Host antitumor resistance improved by the macrophage polarization in a chimera model of patients with HCC

Despite major advances in curative and palliative approaches, hepatocellular carcinoma (HCC) is still the third leading cause of cancer-related death worldwide. M1 macrophages (M phi) play a key role in host antitumor defenses in HCC. In our study, CD14(+) cells were isolated from the peripheral blood of four groups of HCC patients (group-1, patients with stage 0 HCC; group-2, patients with stage A HCC; group-3, patients with stage B HCC; and group-4, patients with stage C HCC) and characterized phenotypically. Then, CD14(+) cells from group-2 and group-3 HCC patients were induced to polarize and tested for their antitumor abilities in a chimera model of HCC patients. Human HCCs (HepG2 solid tumors) grew in a chimera model of group-3 patients (group-3 HCC chimeras) but not in a chimera model of group-2 patients (group-2 HCC chimeras).
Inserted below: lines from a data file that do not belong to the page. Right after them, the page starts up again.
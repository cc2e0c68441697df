use serde::{Deserialize, Serialize};

pub type Uuid = i32;

#[derive(
    Clone, Debug, PartialEq, PartialOrd, sqlx::Type, Serialize, Eq, Ord, Hash, Deserialize,
)]
#[sqlx(type_name = "user_role", rename_all = "lowercase")]
#[serde(rename_all = "snake_case")]
pub enum UserRole {
    User,
    Admin,
}

#[derive(sqlx::FromRow, Debug, Clone)]
pub struct User {
    pub id: Uuid,
    pub email: String,
    pub username: String,
    pub first_name: String,
    pub last_name: String,
    pub password: String,
    pub role: UserRole,
}

impl User {
    /// Name used to address the user in generated documents.
    pub fn display_name(&self) -> &str {
        if self.first_name.trim().is_empty() {
            &self.username
        } else {
            &self.first_name
        }
    }
}

#[derive(sqlx::FromRow, Debug, Clone, Serialize, PartialEq)]
pub struct Tag {
    pub id: Uuid,
    pub name: String,
    pub color: String,
    pub slug: String,
}

#[derive(sqlx::FromRow, Debug, Clone, Serialize, PartialEq)]
pub struct Ingredient {
    pub id: Uuid,
    pub name: String,
    pub measurement_unit: String,
}

#[derive(sqlx::FromRow, Debug, Clone)]
pub struct Recipe {
    pub id: Uuid,
    pub author_id: Uuid,
    pub name: String,
    pub image: String,
    pub text: String,
    pub cooking_time: i32,
}

/// A row of `recipe_ingredients` joined with its ingredient.
#[derive(sqlx::FromRow, Debug, Clone, Serialize)]
pub struct RecipePart {
    pub id: Uuid,
    pub name: String,
    pub measurement_unit: String,
    pub amount: i32,
}

/// One ingredient line of a cart recipe, before aggregation.
#[derive(sqlx::FromRow, Debug, Clone, PartialEq)]
pub struct CartPart {
    pub name: String,
    pub measurement_unit: String,
    pub amount: i32,
}
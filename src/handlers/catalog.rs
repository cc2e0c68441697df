use warp::{
    reject::Rejection,
    reply::{self, Reply, Response},
};

use crate::{
    actions::{get_ingredient, get_tag, list_ingredients, list_tags},
    error::HtmlError,
    form::Form,
    routes::Context,
    schema::Uuid,
};

pub async fn tags(ctx: Context) -> Result<Response, Rejection> {
    let tags = list_tags(&ctx.pool).await?;
    Ok(reply::json(&tags).into_response())
}

pub async fn tag(id: Uuid, ctx: Context) -> Result<Response, Rejection> {
    let tag = get_tag(id, &ctx.pool)
        .await?
        .ok_or_else(|| HtmlError::NotFound.new("No tag exists with specified id"))?;

    Ok(reply::json(&tag).into_response())
}

pub async fn ingredients(form: Form, ctx: Context) -> Result<Response, Rejection> {
    let ingredients = list_ingredients(form.get_str("name"), &ctx.pool).await?;
    Ok(reply::json(&ingredients).into_response())
}

pub async fn ingredient(id: Uuid, ctx: Context) -> Result<Response, Rejection> {
    let ingredient = get_ingredient(id, &ctx.pool)
        .await?
        .ok_or_else(|| HtmlError::NotFound.new("No ingredient exists with specified id"))?;

    Ok(reply::json(&ingredient).into_response())
}
use argon2::{
    password_hash::{rand_core::OsRng, PasswordHash, PasswordHasher, PasswordVerifier, SaltString},
    Argon2,
};

use crate::error::{Error, HtmlError};

pub fn hash_password(password: &str) -> Result<String, Error> {
    let salt = SaltString::generate(&mut OsRng);
    let argon2 = Argon2::default();

    argon2
        .hash_password(password.as_bytes(), &salt)
        .map(|hash| hash.to_string())
        .map_err(|e| {
            log::error!("> Failed to hash password: {e}");
            HtmlError::InternalServerError.default()
        })
}

pub fn verify_password(password: &str, password_hash: &str) -> Result<bool, Error> {
    let argon2 = Argon2::default();
    let parsed_hash = PasswordHash::new(password_hash).map_err(|e| {
        log::error!("> Stored password hash is malformed: {e}");
        HtmlError::InternalServerError.default()
    })?;

    Ok(argon2
        .verify_password(password.as_bytes(), &parsed_hash)
        .is_ok())
}
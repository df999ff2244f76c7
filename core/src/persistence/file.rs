//! JSON file store with atomic writes
//!
//! All keys live in one JSON object on disk. Writes are crash-safe via
//! write-to-temp + fsync + rename; a missing file reads as empty.

use super::KeyValueStore;
use crate::{AttentionError, Result};
use async_trait::async_trait;
use std::collections::BTreeMap;
use std::fs::{self, File, OpenOptions};
use std::io::{ErrorKind, Write};
use std::path::{Path, PathBuf};
use std::sync::Arc;
use tokio::sync::Mutex;
use tracing::debug;

/// Key-value store backed by a single JSON file.
#[derive(Debug, Clone)]
pub struct JsonFileStore {
    path: PathBuf,
    lock: Arc<Mutex<()>>,
}

impl JsonFileStore {
    /// Uses the file at `path`; it is created on first write.
    pub fn new(path: impl Into<PathBuf>) -> Self {
        Self {
            path: path.into(),
            lock: Arc::new(Mutex::new(())),
        }
    }

    /// Location of the backing file.
    #[must_use]
    pub fn path(&self) -> &Path {
        &self.path
    }

    async fn update<F>(&self, mutate: F) -> Result<()>
    where
        F: FnOnce(&mut BTreeMap<String, String>) + Send + 'static,
    {
        let _guard = self.lock.lock().await;
        let path = self.path.clone();
        tokio::task::spawn_blocking(move || {
            let mut values = read_values(&path)?;
            mutate(&mut values);
            write_values_atomic(&path, &values)
        })
        .await
        .map_err(|e| AttentionError::Persistence(format!("Task join error: {e}")))?
    }
}

#[async_trait]
impl KeyValueStore for JsonFileStore {
    async fn get(&self, key: &str) -> Result<Option<String>> {
        let _guard = self.lock.lock().await;
        let path = self.path.clone();
        let key = key.to_string();
        tokio::task::spawn_blocking(move || {
            let mut values = read_values(&path)?;
            Ok::<_, AttentionError>(values.remove(&key))
        })
        .await
        .map_err(|e| AttentionError::Persistence(format!("Task join error: {e}")))?
    }

    async fn set(&self, key: &str, value: String) -> Result<()> {
        let key = key.to_string();
        self.update(move |values| {
            values.insert(key, value);
        })
        .await
    }

    async fn delete(&self, key: &str) -> Result<()> {
        let key = key.to_string();
        self.update(move |values| {
            values.remove(&key);
        })
        .await
    }
}

fn read_values(path: &Path) -> Result<BTreeMap<String, String>> {
    match fs::read_to_string(path) {
        Ok(raw) => serde_json::from_str(&raw).map_err(|e| {
            AttentionError::Serialization(format!(
                "Failed to parse store {}: {}",
                path.display(),
                e
            ))
        }),
        Err(e) if e.kind() == ErrorKind::NotFound => Ok(BTreeMap::new()),
        Err(e) => Err(AttentionError::Persistence(format!(
            "Failed to read store {}: {}",
            path.display(),
            e
        ))),
    }
}

/// Atomically replace the store file.
///
/// Steps:
/// - Ensure parent directory exists
/// - Write JSON to a temp file in the same directory
/// - `flush` + `sync_all` on the temp file
/// - `rename` temp file over the destination
/// - Best-effort fsync of the directory to persist rename
fn write_values_atomic(path: &Path, values: &BTreeMap<String, String>) -> Result<()> {
    if let Some(parent) = path.parent().filter(|p| !p.as_os_str().is_empty()) {
        fs::create_dir_all(parent).map_err(|e| {
            AttentionError::Persistence(format!(
                "Failed to create store dir {}: {}",
                parent.display(),
                e
            ))
        })?;
    }

    let tmp_path = path.with_extension("json.tmp");
    let json = serde_json::to_vec_pretty(values)?;

    {
        let mut f = OpenOptions::new()
            .create(true)
            .write(true)
            .truncate(true)
            .open(&tmp_path)
            .map_err(|e| {
                AttentionError::Persistence(format!(
                    "Failed to open temp store {}: {}",
                    tmp_path.display(),
                    e
                ))
            })?;
        f.write_all(&json).map_err(|e| {
            AttentionError::Persistence(format!(
                "Failed to write temp store {}: {}",
                tmp_path.display(),
                e
            ))
        })?;
        f.flush().ok();
        let _ = f.sync_all();
    }

    fs::rename(&tmp_path, path).map_err(|e| {
        AttentionError::Persistence(format!(
            "Failed to replace store {} with {}: {}",
            path.display(),
            tmp_path.display(),
            e
        ))
    })?;

    if let Some(parent) = path.parent() {
        if let Ok(dir) = File::open(parent) {
            let _ = dir.sync_all();
        }
    }

    debug!("Wrote {} keys to {}", values.len(), path.display());
    Ok(())
}
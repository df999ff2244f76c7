//! Header badge formatting

use schema::{AttentionCounts, PriorityTier};

/// What the header badge renders.
#[derive(Debug, Clone, PartialEq, Eq)]
pub struct BadgeView {
    /// Label, e.g. `"3"` or `"9+"`
    pub label: String,
    /// Most important non-empty tier
    pub tier: PriorityTier,
    /// Hex color for the tier
    pub color: &'static str,
}

impl BadgeView {
    /// Builds the badge for the given counts, or `None` when nothing is pending.
    #[must_use]
    pub fn from_counts(counts: &AttentionCounts, cap: usize) -> Option<Self> {
        let tier = badge_tier(counts)?;
        let label = format_badge(counts.total(), cap)?;
        Some(Self {
            label,
            tier,
            color: tier_color(tier),
        })
    }
}

/// Formats a count for the badge; `None` for zero, `"{cap}+"` above the cap.
#[must_use]
pub fn format_badge(count: usize, cap: usize) -> Option<String> {
    match count {
        0 => None,
        n if n > cap => Some(format!("{cap}+")),
        n => Some(n.to_string()),
    }
}

/// Most important tier with a non-zero count.
#[must_use]
pub fn badge_tier(counts: &AttentionCounts) -> Option<PriorityTier> {
    PriorityTier::ALL
        .into_iter()
        .find(|tier| counts.for_tier(*tier) > 0)
}

/// Badge color per tier.
#[must_use]
pub const fn tier_color(tier: PriorityTier) -> &'static str {
    match tier {
        PriorityTier::Urgent => "#E53935",
        PriorityTier::Attention => "#FB8C00",
        PriorityTier::Fyi => "#1E88E5",
    }
}
#![allow(unused_crate_dependencies)]

mod common;

use cli::{AddRequest, FocusAction};
use common::client_at;
use schema::AttentionFilter;

fn request(module: &str, title: &str) -> AddRequest {
    AddRequest {
        module: module.to_string(),
        title: title.to_string(),
        ..AddRequest::default()
    }
}

#[tokio::test]
async fn test_state_persists_between_invocations_sqlite() {
    let tmp = tempfile::tempdir().expect("tempdir");
    let path = tmp.path().join("attention.db");

    {
        let client = client_at(&path, false).await;
        let out = client
            .add(AddRequest {
                id: Some("msg-1".into()),
                ..request("messages", "Hello")
            })
            .await
            .unwrap();
        assert!(out.starts_with("✓ Added msg-1 [attention]"));
        assert!(out.contains("(new bundle)"));
    }

    let client = client_at(&path, false).await;
    let counts = client.counts(false).unwrap();
    assert!(counts.contains("attention: 1"));
    assert!(counts.ends_with("total: 1"));

    let out = client.dismiss("msg-1").await.unwrap();
    assert_eq!(out, "✓ Dismissed item msg-1");
    assert_eq!(client.badge().unwrap(), "No badge");
}

#[tokio::test]
async fn test_json_state_file_and_output() {
    let tmp = tempfile::tempdir().expect("tempdir");
    let path = tmp.path().join("state.json");

    let client = client_at(&path, true).await;
    client.add(request("planner", "Water plants")).await.unwrap();
    client.add(request("planner", "Buy soil")).await.unwrap();
    assert!(path.exists());

    let listed: serde_json::Value =
        serde_json::from_str(&client.list(&AttentionFilter::default()).unwrap()).unwrap();
    assert_eq!(listed[0]["title"], "2 Planner updates");
    assert_eq!(listed[0]["items"].as_array().unwrap().len(), 2);

    let badge: serde_json::Value = serde_json::from_str(&client.badge().unwrap()).unwrap();
    assert_eq!(badge["label"], "2");
    assert_eq!(badge["tier"], "fyi");
}

#[tokio::test]
async fn test_focus_commands_update_settings() {
    let tmp = tempfile::tempdir().expect("tempdir");
    let path = tmp.path().join("state.json");

    {
        let client = client_at(&path, false).await;
        let out = client
            .focus(FocusAction::On {
                modules: vec!["planner".into()],
                block_urgent: false,
            })
            .await
            .unwrap();
        assert!(out.starts_with("Focus mode: on"));

        client
            .focus(FocusAction::Allow("calendar".into()))
            .await
            .unwrap();
        client.add(request("notes", "Hidden note")).await.unwrap();
        assert!(client.counts(false).unwrap().ends_with("total: 0"));
        assert!(client.counts(true).unwrap().ends_with("total: 1"));
    }

    let client = client_at(&path, false).await;
    let status = client.focus(FocusAction::Status).await.unwrap();
    assert!(status.contains("Allowed modules: calendar, planner"));

    let off = client.focus(FocusAction::Off).await.unwrap();
    assert!(off.starts_with("Focus mode: off"));
    assert!(client.counts(false).unwrap().ends_with("total: 1"));
}

#[tokio::test]
async fn test_invalid_input_reports_codes() {
    let tmp = tempfile::tempdir().expect("tempdir");
    let client = client_at(&tmp.path().join("state.json"), false).await;

    let err = client
        .add(AddRequest {
            due: Some("whenever".into()),
            ..request("planner", "Bad due")
        })
        .await
        .unwrap_err();
    assert_eq!(err.code(), "ATTN001");

    let err = client.dismiss("missing").await.unwrap_err();
    assert_eq!(err.code(), "ATTN002");

    let err = client
        .add(AddRequest {
            meta: vec!["broken".into()],
            ..request("planner", "Bad meta")
        })
        .await
        .unwrap_err();
    assert_eq!(err.code(), "CLI002");

    assert_eq!(
        client.list(&AttentionFilter::default()).unwrap(),
        "Nothing needs your attention"
    );
}

#[tokio::test]
async fn test_config_file_is_applied() {
    let tmp = tempfile::tempdir().expect("tempdir");
    let config = tmp.path().join("beacon.toml");
    std::fs::write(&config, "maxBundleSize = 1\n").unwrap();

    let options = cli::EngineOptions {
        state: Some(tmp.path().join("state.json")),
        config: Some(config),
        notify: false,
    };
    let client = cli::Client::new(cli::open_engine(&options).await.unwrap(), false);
    client.add(request("budget", "One")).await.unwrap();
    let out = client.add(request("budget", "Two")).await.unwrap();
    assert!(out.contains("(new bundle)"));
}
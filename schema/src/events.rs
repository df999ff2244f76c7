//! Change notifications emitted by the attention engine
//!
//! Every mutating engine call produces exactly one event, delivered
//! synchronously to subscribers once the state update has completed.
//! Events carry identifiers rather than full items; subscribers read the
//! current state back through the engine's query API.

use crate::attention::{FocusModeSettings, PriorityTier};
use schemars::JsonSchema;
use serde::{Deserialize, Serialize};

/// What a dismiss call targeted.
#[derive(Debug, Clone, Copy, PartialEq, Eq, Serialize, Deserialize, JsonSchema)]
#[serde(rename_all = "lowercase")]
pub enum DismissTarget {
    /// A whole bundle
    Bundle,
    /// A single item inside a bundle
    Item,
}

/// Events emitted after a mutation of the attention store
#[derive(Debug, Clone, PartialEq, Eq, Serialize, Deserialize, JsonSchema)]
#[serde(tag = "eventType", rename_all = "camelCase")]
pub enum AttentionEvent {
    /// A new item was admitted
    #[serde(rename_all = "camelCase")]
    ItemAdded {
        /// Identifier of the admitted item
        item_id: String,
        /// Bundle the item landed in
        bundle_id: String,
        /// Originating module
        module: String,
        /// Assigned tier
        priority: PriorityTier,
        /// Whether admission opened a new bundle
        is_new_bundle: bool,
        /// Whether the focus filter let the item surface live
        delivered: bool,
    },

    /// A bundle or item was dismissed
    #[serde(rename_all = "camelCase")]
    Dismissed {
        /// Identifier passed to dismiss
        id: String,
        /// Whether the id named a bundle or an item
        target: DismissTarget,
        /// Bundle affected by the dismissal
        bundle_id: String,
    },

    /// Focus-mode settings were replaced
    #[serde(rename_all = "camelCase")]
    FocusChanged {
        /// The new settings
        settings: FocusModeSettings,
    },

    /// State was reloaded from persistent storage
    #[serde(rename_all = "camelCase")]
    Restored {
        /// Number of bundles loaded
        bundle_count: usize,
    },
}

impl AttentionEvent {
    /// Get the event type as a string
    #[must_use]
    pub const fn event_type(&self) -> &'static str {
        match self {
            Self::ItemAdded { .. } => "itemAdded",
            Self::Dismissed { .. } => "dismissed",
            Self::FocusChanged { .. } => "focusChanged",
            Self::Restored { .. } => "restored",
        }
    }
}

#[cfg(test)]
mod tests {
    use super::*;

    #[test]
    fn test_event_type_tag() {
        let event = AttentionEvent::ItemAdded {
            item_id: "i1".into(),
            bundle_id: "bundle-planner-1".into(),
            module: "planner".into(),
            priority: PriorityTier::Attention,
            is_new_bundle: true,
            delivered: true,
        };
        let json = serde_json::to_value(&event).unwrap();
        assert_eq!(json["eventType"], "itemAdded");
        assert_eq!(json["bundleId"], "bundle-planner-1");
        assert_eq!(json["isNewBundle"], true);
        assert_eq!(event.event_type(), "itemAdded");
    }

    #[test]
    fn test_dismissed_event_shape() {
        let event = AttentionEvent::Dismissed {
            id: "i1".into(),
            target: DismissTarget::Item,
            bundle_id: "b1".into(),
        };
        let json = serde_json::to_value(&event).unwrap();
        assert_eq!(json["target"], "item");
        assert_eq!(event.event_type(), "dismissed");
    }
}
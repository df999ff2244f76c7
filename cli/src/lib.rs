//! Beacon CLI library
//!
//! Command handlers behind the `beacon` binary. Each handler drives the
//! attention engine and returns the text to print, so the binary only parses
//! arguments and writes output.

pub mod error;

pub use error::{CliError, Result};

use beacon_core::badge::BadgeView;
use beacon_core::config::load_config_from_toml_path;
use beacon_core::{
    AttentionBundle, AttentionCounts, AttentionEngine, AttentionFilter, DesktopNotifier,
    DismissTarget, EngineConfig, FocusModeSettings, JsonFileStore, KeyValueStore,
    NewAttentionItem, PriorityTier, SqliteStore,
};
use serde_json::{json, Value};
use std::path::{Path, PathBuf};
use std::sync::Arc;
use tracing::{debug, info};

/// Options for opening the engine behind the CLI.
#[derive(Debug, Clone, Default)]
pub struct EngineOptions {
    /// State file; `.json` selects the JSON file store, anything else SQLite
    pub state: Option<PathBuf>,
    /// Engine configuration file (TOML)
    pub config: Option<PathBuf>,
    /// Show desktop notifications for delivered items
    pub notify: bool,
}

/// Opens the storage adapter for a state path.
pub fn open_storage(path: &Path) -> Result<Arc<dyn KeyValueStore>> {
    let is_json = path
        .extension()
        .is_some_and(|ext| ext.eq_ignore_ascii_case("json"));
    if is_json {
        debug!("Using JSON state file {}", path.display());
        Ok(Arc::new(JsonFileStore::new(path)))
    } else {
        Ok(Arc::new(SqliteStore::open(path)?))
    }
}

/// Builds and restores the engine described by `options`.
pub async fn open_engine(options: &EngineOptions) -> Result<AttentionEngine> {
    let config = match &options.config {
        Some(path) => load_config_from_toml_path(path)
            .map_err(|e| CliError::ConfigError(format!("{}: {}", path.display(), e)))?,
        None => EngineConfig::default(),
    };
    let state = options
        .state
        .clone()
        .unwrap_or_else(beacon_core::persistence::default_state_path);

    let mut builder = AttentionEngine::builder()
        .config(config)
        .storage(open_storage(&state)?);
    if options.notify {
        builder = builder.notifier(DesktopNotifier);
    }
    let engine = builder.restore().await?;
    info!("Attention state loaded from {}", state.display());
    Ok(engine)
}

/// Arguments of `beacon add`.
#[derive(Debug, Clone, Default)]
pub struct AddRequest {
    pub module: String,
    pub title: String,
    pub summary: Option<String>,
    pub action: Option<String>,
    pub id: Option<String>,
    pub due: Option<String>,
    pub priority: Option<String>,
    /// Extra `KEY=VALUE` metadata; values parse as JSON when possible
    pub meta: Vec<String>,
}

impl AddRequest {
    /// Converts the request into a producer payload.
    pub fn into_item(self) -> Result<NewAttentionItem> {
        let mut item = NewAttentionItem::new(self.module, self.title);
        if let Some(summary) = self.summary {
            item = item.with_summary(summary);
        }
        if let Some(action) = self.action {
            item = item.with_action_label(action);
        }
        if let Some(id) = self.id {
            item = item.with_id(id);
        }
        for pair in &self.meta {
            let (key, value) = parse_meta(pair)?;
            item = item.with_metadata(key, value);
        }
        if let Some(due) = self.due {
            item = item.with_metadata("dueDate", Value::String(due));
        }
        if let Some(priority) = self.priority {
            item = item.with_metadata("priority", Value::String(priority));
        }
        Ok(item)
    }
}

fn parse_meta(pair: &str) -> Result<(String, Value)> {
    let (key, raw) = pair
        .split_once('=')
        .filter(|(key, _)| !key.trim().is_empty())
        .ok_or_else(|| CliError::InvalidArgument(format!("--meta expects KEY=VALUE, got '{pair}'")))?;
    let value = serde_json::from_str(raw).unwrap_or_else(|_| Value::String(raw.to_string()));
    Ok((key.trim().to_string(), value))
}

/// Focus-mode subcommands.
#[derive(Debug, Clone, PartialEq, Eq)]
pub enum FocusAction {
    /// Enable focus mode, optionally replacing the allow-list
    On {
        modules: Vec<String>,
        block_urgent: bool,
    },
    Off,
    Allow(String),
    Deny(String),
    Status,
}

/// Command handlers over a loaded engine.
#[derive(Debug)]
pub struct Client {
    engine: AttentionEngine,
    json: bool,
}

impl Client {
    pub fn new(engine: AttentionEngine, json: bool) -> Self {
        Self { engine, json }
    }

    /// The underlying engine.
    pub fn engine(&self) -> &AttentionEngine {
        &self.engine
    }

    /// `beacon add`
    pub async fn add(&self, request: AddRequest) -> Result<String> {
        let (admission, persisted) = self.engine.add_item(request.into_item()?).await?;
        require_saved(&admission.item.id, persisted)?;
        if self.json {
            return Ok(serde_json::to_string_pretty(&json!({
                "item": admission.item,
                "bundleId": admission.bundle_id,
                "isNewBundle": admission.is_new_bundle,
                "delivered": admission.delivered,
            }))?);
        }

        let mut out = format!(
            "✓ Added {} [{}] to {}{}",
            admission.item.id,
            admission.item.priority,
            admission.bundle_id,
            if admission.is_new_bundle { " (new bundle)" } else { "" }
        );
        if !admission.delivered {
            out.push_str("\n  Suppressed by focus mode");
        }
        Ok(out)
    }

    /// `beacon list`
    pub fn list(&self, filter: &AttentionFilter) -> Result<String> {
        let bundles = self.engine.get_all(filter);
        if self.json {
            return Ok(serde_json::to_string_pretty(&bundles)?);
        }
        if bundles.is_empty() {
            return Ok("Nothing needs your attention".to_string());
        }
        Ok(bundles.iter().map(render_bundle).collect::<Vec<_>>().join("\n"))
    }

    /// `beacon counts`
    pub fn counts(&self, all: bool) -> Result<String> {
        let counts = if all {
            self.engine.counts(false)
        } else {
            self.engine.get_counts()
        };
        if self.json {
            return Ok(serde_json::to_string_pretty(&counts)?);
        }
        Ok(render_counts(&counts))
    }

    /// `beacon badge`
    pub fn badge(&self) -> Result<String> {
        let badge = BadgeView::from_counts(&self.engine.get_counts(), self.engine.config().badge_cap);
        if self.json {
            let value = badge.map_or(Value::Null, |b| {
                json!({ "label": b.label, "tier": b.tier, "color": b.color })
            });
            return Ok(serde_json::to_string_pretty(&value)?);
        }
        Ok(badge.map_or_else(
            || "No badge".to_string(),
            |b| format!("{} ({}, {})", b.label, b.tier, b.color),
        ))
    }

    /// `beacon dismiss`
    pub async fn dismiss(&self, id: &str) -> Result<String> {
        let target = self.engine.dismiss(id).await?;
        let kind = match target {
            DismissTarget::Bundle => "bundle",
            DismissTarget::Item => "item",
        };
        if self.json {
            return Ok(serde_json::to_string_pretty(&json!({ "dismissed": id, "target": kind }))?);
        }
        Ok(format!("✓ Dismissed {kind} {id}"))
    }

    /// `beacon focus`
    pub async fn focus(&self, action: FocusAction) -> Result<String> {
        let current = self.engine.focus_settings();
        let next = match action {
            FocusAction::Status => None,
            FocusAction::On {
                modules,
                block_urgent,
            } => {
                let mut settings = if modules.is_empty() {
                    FocusModeSettings {
                        enabled: true,
                        ..current
                    }
                } else {
                    FocusModeSettings::enabled_with(modules)
                };
                settings.allow_urgent = !block_urgent;
                Some(settings)
            }
            FocusAction::Off => Some(FocusModeSettings {
                enabled: false,
                ..current
            }),
            FocusAction::Allow(module) => Some(current.allow_module(module)),
            FocusAction::Deny(module) => Some(current.deny_module(&module)),
        };

        if let Some(settings) = next {
            self.engine.set_focus(settings).await?;
        }

        let settings = self.engine.focus_settings();
        if self.json {
            return Ok(serde_json::to_string_pretty(&settings)?);
        }
        Ok(render_focus(&settings))
    }
}

/// Maps a storage failure after an in-memory change to a command failure
/// naming what was left unsaved.
fn require_saved(id: &str, persisted: beacon_core::Result<()>) -> Result<()> {
    persisted.map_err(|e| CliError::CommandFailed(format!("{id} was recorded but not saved: {e}")))
}

fn render_bundle(bundle: &AttentionBundle) -> String {
    let mut lines = vec![format!(
        "{}\t[{}]\t{}\t({}, {} item{})",
        bundle.id,
        bundle.priority,
        bundle.title,
        bundle.state,
        bundle.len(),
        if bundle.len() == 1 { "" } else { "s" }
    )];
    if bundle.len() > 1 {
        for item in &bundle.items {
            lines.push(format!("  - {}\t{}", item.id, item.title));
        }
    } else if let Some(item) = bundle.items.first() {
        lines.push(format!("  - {}", item.id));
    }
    lines.join("\n")
}

fn render_counts(counts: &AttentionCounts) -> String {
    let mut lines: Vec<String> = PriorityTier::ALL
        .iter()
        .map(|tier| format!("{}: {}", tier, counts.for_tier(*tier)))
        .collect();
    lines.push(format!("total: {}", counts.total()));
    lines.join("\n")
}

fn render_focus(settings: &FocusModeSettings) -> String {
    let modules = if settings.allowed_modules.is_empty() {
        "(none)".to_string()
    } else {
        settings
            .allowed_modules
            .iter()
            .map(String::as_str)
            .collect::<Vec<_>>()
            .join(", ")
    };
    format!(
        "Focus mode: {}\n  Urgent bypass: {}\n  Allowed modules: {}",
        if settings.enabled { "on" } else { "off" },
        if settings.allow_urgent { "yes" } else { "no" },
        modules
    )
}

#[cfg(test)]
mod tests {
    use super::*;

    #[test]
    fn test_parse_meta_values() {
        assert_eq!(parse_meta("direct=false").unwrap(), ("direct".into(), json!(false)));
        assert_eq!(parse_meta("room=ops").unwrap(), ("room".into(), json!("ops")));
        assert_eq!(parse_meta(" n =3").unwrap(), ("n".into(), json!(3)));
        assert!(parse_meta("novalue").is_err());
        assert!(parse_meta("=x").is_err());
    }

    #[test]
    fn test_add_request_sets_due_and_priority() {
        let item = AddRequest {
            module: "planner".into(),
            title: "Ship".into(),
            due: Some("2026-10-19".into()),
            priority: Some("urgent".into()),
            meta: vec!["dueDate=ignored".into()],
            ..AddRequest::default()
        }
        .into_item()
        .unwrap();

        assert_eq!(item.metadata["dueDate"], json!("2026-10-19"));
        assert_eq!(item.metadata["priority"], json!("urgent"));
    }

    #[test]
    fn test_require_saved_reports_unsaved_item() {
        assert!(require_saved("a", Ok(())).is_ok());

        let err = require_saved(
            "task-7",
            Err(beacon_core::AttentionError::Persistence("disk full".into())),
        )
        .unwrap_err();
        assert_eq!(err.code(), "CLI001");
        assert_eq!(
            err.to_string(),
            "Command failed: task-7 was recorded but not saved: Persistence error: disk full"
        );
    }

    #[test]
    fn test_render_counts() {
        let counts = AttentionCounts {
            urgent: 1,
            attention: 2,
            fyi: 0,
        };
        assert_eq!(
            render_counts(&counts),
            "urgent: 1\nattention: 2\nfyi: 0\ntotal: 3"
        );
    }

    #[test]
    fn test_render_focus() {
        let settings = FocusModeSettings::enabled_with(["planner", "calendar"]);
        assert_eq!(
            render_focus(&settings),
            "Focus mode: on\n  Urgent bypass: yes\n  Allowed modules: calendar, planner"
        );
    }
}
In response to HCC antigens, the majority of CD14(+) cells from group-2 patients (group-2 CD14(+) cells) switched to the M1 phenotype (IL-12(+)IL-10(-)iNOS(+)cells), whereas the majority of CD14(+) cells from group-3 patients (group-3 CD14(+) cells) did not switch to the M1 phenotype and continued to express M2b phenotypic properties (IL-12(-)IL-10(+)CCL1(+)iNOS(-)cells). Group-3 CD14(+) cells showed M1M phi polarization after treatment with CCL1 antisense oligodeoxynucleotide (ODN). Therefore, our study indicates that anti-HCC defenses of group-3 HCC chimeras are improved after CCL1 antisense ODN treatment.